▸ EXERCISE DIRECTIONS
Give the records once more, exactly as they stand.

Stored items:
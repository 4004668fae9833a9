use regex::{RegexSet, RegexSetBuilder};
use std::collections::HashMap;
use std::sync::LazyLock;

use crate::templates::Mode;

/// Outputs scoring below this are regenerated when cascading.
const CASCADE_THRESHOLD: f32 = 0.8;

const MIN_STRUCTURED_CHARS: usize = 600;
const SHORT_OUTPUT_PENALTY: f32 = 0.8;

fn expected_headers(mode: Mode) -> &'static [&'static str] {
    match mode {
        Mode::Image => &[
            r"Maqsad",
            r"Kompozitsiya|Композиция",
            r"Mavzu|Детали",
            r"Uslub|Стиль",
            r"Kamera|Камера",
            r"Chiqish|Параметры",
            r"Nimalar|Исключить",
            r"Tekshirish|Уточняющий",
        ],
        Mode::Video => &[
            r"Maqsad|Цель",
            r"Syujet|Сцены",
            r"Kadr|Шот",
            r"Ovoz|Озвучка",
            r"Chiqish|Параметры",
            r"Tekshirish|Уточняющий",
        ],
        Mode::Coding => &[
            r"Maqsad|Цель",
            r"Kirish|Вход",
            r"Cheklov|Огранич",
            r"Chiqish|Формат",
            r"Qadam|Шаг",
            r"Test|Тест",
            r"Tekshirish|Уточняющий",
        ],
        Mode::Chatgpt => &[
            r"Maqsad|Цель",
            r"Rollar|Роли",
            r"Qadam|Шаг",
            r"Misol|Пример",
            r"Cheklov|Огранич",
            r"Tekshirish|Уточняющий",
        ],
    }
}

static HEADER_SETS: LazyLock<HashMap<Mode, RegexSet>> = LazyLock::new(|| {
    Mode::ALL
        .into_iter()
        .map(|mode| {
            let set = RegexSetBuilder::new(expected_headers(mode))
                .case_insensitive(true)
                .build()
                .expect("section header patterns must compile");
            (mode, set)
        })
        .collect()
});

fn header_set(mode: Mode) -> &'static RegexSet {
    &HEADER_SETS[&mode]
}

/// Share of the mode's expected section headers found in `text`, scaled
/// down when the output is too short to be a structured prompt.
pub fn score(mode: Mode, text: &str) -> f32 {
    let headers = header_set(mode);
    let hits = headers.matches(text).iter().count();

    let base = hits as f32 / headers.len().max(1) as f32;
    if text.trim().chars().count() > MIN_STRUCTURED_CHARS {
        base
    } else {
        base * SHORT_OUTPUT_PENALTY
    }
}

pub fn needs_fallback(mode: Mode, text: &str) -> bool {
    score(mode, text) < CASCADE_THRESHOLD
}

▸ SOLUTION TO THIS TASK
repository 4004668fae9833a9
use regex::{RegexSet, RegexSetBuilder};
use std::collections::HashMap;
use std::sync::LazyLock;

use crate::templates::Mode;

/// Outputs scoring below this are regenerated when cascading.
const CASCADE_THRESHOLD: f32 = 0.8;

const MIN_STRUCTURED_CHARS: usize = 600;
const SHORT_OUTPUT_PENALTY: f32 = 0.8;

fn expected_headers(mode: Mode) -> &'static [&'static str] {
    match mode {
        Mode::Image => &[
            r"Maqsad",
            r"Kompozitsiya|Композиция",
            r"Mavzu|Детали",
            r"Uslub|Стиль",
            r"Kamera|Камера",
            r"Chiqish|Параметры",
            r"Nimalar|Исключить",
            r"Tekshirish|Уточняющий",
        ],
        Mode::Video => &[
            r"Maqsad|Цель",
            r"Syujet|Сцены",
            r"Kadr|Шот",
            r"Ovoz|Озвучка",
            r"Chiqish|Параметры",
            r"Tekshirish|Уточняющий",
        ],
        Mode::Coding => &[
            r"Maqsad|Цель",
            r"Kirish|Вход",
            r"Cheklov|Огранич",
            r"Chiqish|Формат",
            r"Qadam|Шаг",
            r"Test|Тест",
            r"Tekshirish|Уточняющий",
        ],
        Mode::Chatgpt => &[
            r"Maqsad|Цель",
            r"Rollar|Роли",
            r"Qadam|Шаг",
            r"Misol|Пример",
            r"Cheklov|Огранич",
            r"Tekshirish|Уточняющий",
        ],
    }
}

static HEADER_SETS: LazyLock<HashMap<Mode, RegexSet>> = LazyLock::new(|| {
    Mode::ALL
        .into_iter()
        .map(|mode| {
            let set = RegexSetBuilder::new(expected_headers(mode))
                .case_insensitive(true)
                .build()
                .expect("section header patterns must compile");
            (mode, set)
        })
        .collect()
});

fn header_set(mode: Mode) -> &'static RegexSet {
    &HEADER_SETS[&mode]
}

/// Share of the mode's expected section headers found in `text`, scaled
/// down when the output is too short to be a structured prompt.
pub fn score(mode: Mode, text: &str) -> f32 {
    let headers = header_set(mode);
    let hits = headers.matches(text).iter().count();

    let base = hits as f32 / headers.len().max(1) as f32;
    if text.trim().chars().count() > MIN_STRUCTURED_CHARS {
        base
    } else {
        base * SHORT_OUTPUT_PENALTY
    }
}

pub fn needs_fallback(mode: Mode, text: &str) -> bool {
    score(mode, text) < CASCADE_THRESHOLD
}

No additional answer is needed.